Seit viereinhalb Jahrzehnten widersteht Wolfgang Niedecken jeglichen Trends und Moden und schreibt beharrlich Songs im kölschen Dialekt. Das brachte ihm sogar die Aufmerksamkeit von Bob Dylan und Bruce Springsteen ein. „Alles fließt", das nunmehr 20. Album seiner Band BAP, wartet auf mit treibendem Rock, fröhlichen Reggae-Rhythmen und Gitarren à la Pink Floyd.
Herr Niedecken, Ihr Album beginnt mit einem langen Intro. Sind solche Intros nicht längst passé, weil man beim Streaming nur bezahlt wird, wenn die ersten 30 Sekunden eines Liedes abgespielt werden?
Ich habe überhaupt keine Lust, mich danach zu richten, dass mittlerweile in so vielen Bereichen unseres Business’ der Schwanz mit dem Hund wackelt. Lass den wackeln, den Schwanz, der Hund macht bei uns, was er will! Ich bin Künstler, ich habe Malerei studiert. Ich versuche, mich auszudrücken und dabei nicht an irgendeine Klientel zu denken. Würde „Like A Rolling Stone" heute erscheinen, würde man die Nummer nicht mal im Handbetrieb auflegen. Sie ist ja sechs Minuten lang.

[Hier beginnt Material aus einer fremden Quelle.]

//! Path utilities for configuration discovery.

use std::path::{Path, PathBuf};

/// Returns an iterator that walks up the directory hierarchy towards the root.
///
/// Each item is a [`Path`]. It will start with the given path, finishing at
/// the root. If the `stop_root_at` parameter is given, it will stop at the
/// given path (which will be the last item).
pub(crate) fn ancestors<'a>(path: &'a Path, stop_root_at: Option<&Path>) -> PathAncestors<'a> {
    PathAncestors::new(path, stop_root_at)
}

/// An iterator over parent paths from the current directory to a certain stopping directory.
pub(crate) struct PathAncestors<'a> {
    current: Option<&'a Path>,
    stop_at: Option<PathBuf>,
}

impl<'a> PathAncestors<'a> {
    fn new(path: &'a Path, stop_root_at: Option<&Path>) -> PathAncestors<'a> {
        let stop_at = stop_root_at.map(|p| p.to_path_buf());
        PathAncestors {
            current: Some(path),
            stop_at,
        }
    }
}

impl<'a> Iterator for PathAncestors<'a> {
    type Item = &'a Path;

    fn next(&mut self) -> Option<&'a Path> {
        let path = self.current?;
        self.current = path.parent();

        if let Some(ref stop_at) = self.stop_at {
            if path == stop_at {
                self.current = None;
            }
        }

        Some(path)
    }
}

/// Finds every file named `file_name` in `start` and its ancestors, nearest first.
pub(crate) fn find_in_ancestors(
    start: &Path,
    stop_root_at: Option<&Path>,
    file_name: &str,
) -> Vec<PathBuf> {
    ancestors(start, stop_root_at)
        .map(|dir| dir.join(file_name))
        .filter(|path| path.is_file())
        .collect()
}

/// Resolves a path relative to `root`, leaving absolute paths untouched.
pub(crate) fn resolve(root: &Path, path: &str) -> PathBuf {
    let path = Path::new(path);
    if path.is_absolute() {
        path.to_path_buf()
    } else {
        root.join(path)
    }
}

Ist „Jeisterfahrer" ein kulturkritischer Song?
Ja. In dem Jahrzehnt, das mir hoffentlich noch verbleibt, werde ich mich an diese Dinge nicht gewöhnen und mir auch meinen Humor nicht nehmen lassen. Das ist meine Allzweckwaffe. Ich komme mir manchmal vor wie ein Geisterfahrer. Aber in Wahrheit sind die Demagogen, die mir da entgegenkommen, die Geisterfahrer. (lacht)
Sind die Demagogen wirklich erfolgreich oder täuscht das, weil sie so laut sind?
Teilweise sind die Demagogen nur Scheinriesen. Aber bei den schwarmdementen Spießern funktioniert das. Die merkwürdige Querdenker-Bewegung ist zum Beispiel solch ein Scheinriese. Aber man nehme sich vor ihnen in Acht! Ich will nicht sagen, dass das alles Nazis sind, aber sie machen sich mit denen gemein. Ich hatte kürzlich einen Shitstorm auf meiner Facebook-Seite. Wenn man sich mal deren Profile anschaut, kommt man aus dem Staunen nicht mehr raus. Dort sieht man Reichskriegsfahnen, teilweise aber auch ganz liebe Leute, die sich für den Tierschutz engagieren. Das Internet bietet reichlich Manipulationsmöglichkeiten. Gott sei Dank hatten die Nazis noch kein Internet!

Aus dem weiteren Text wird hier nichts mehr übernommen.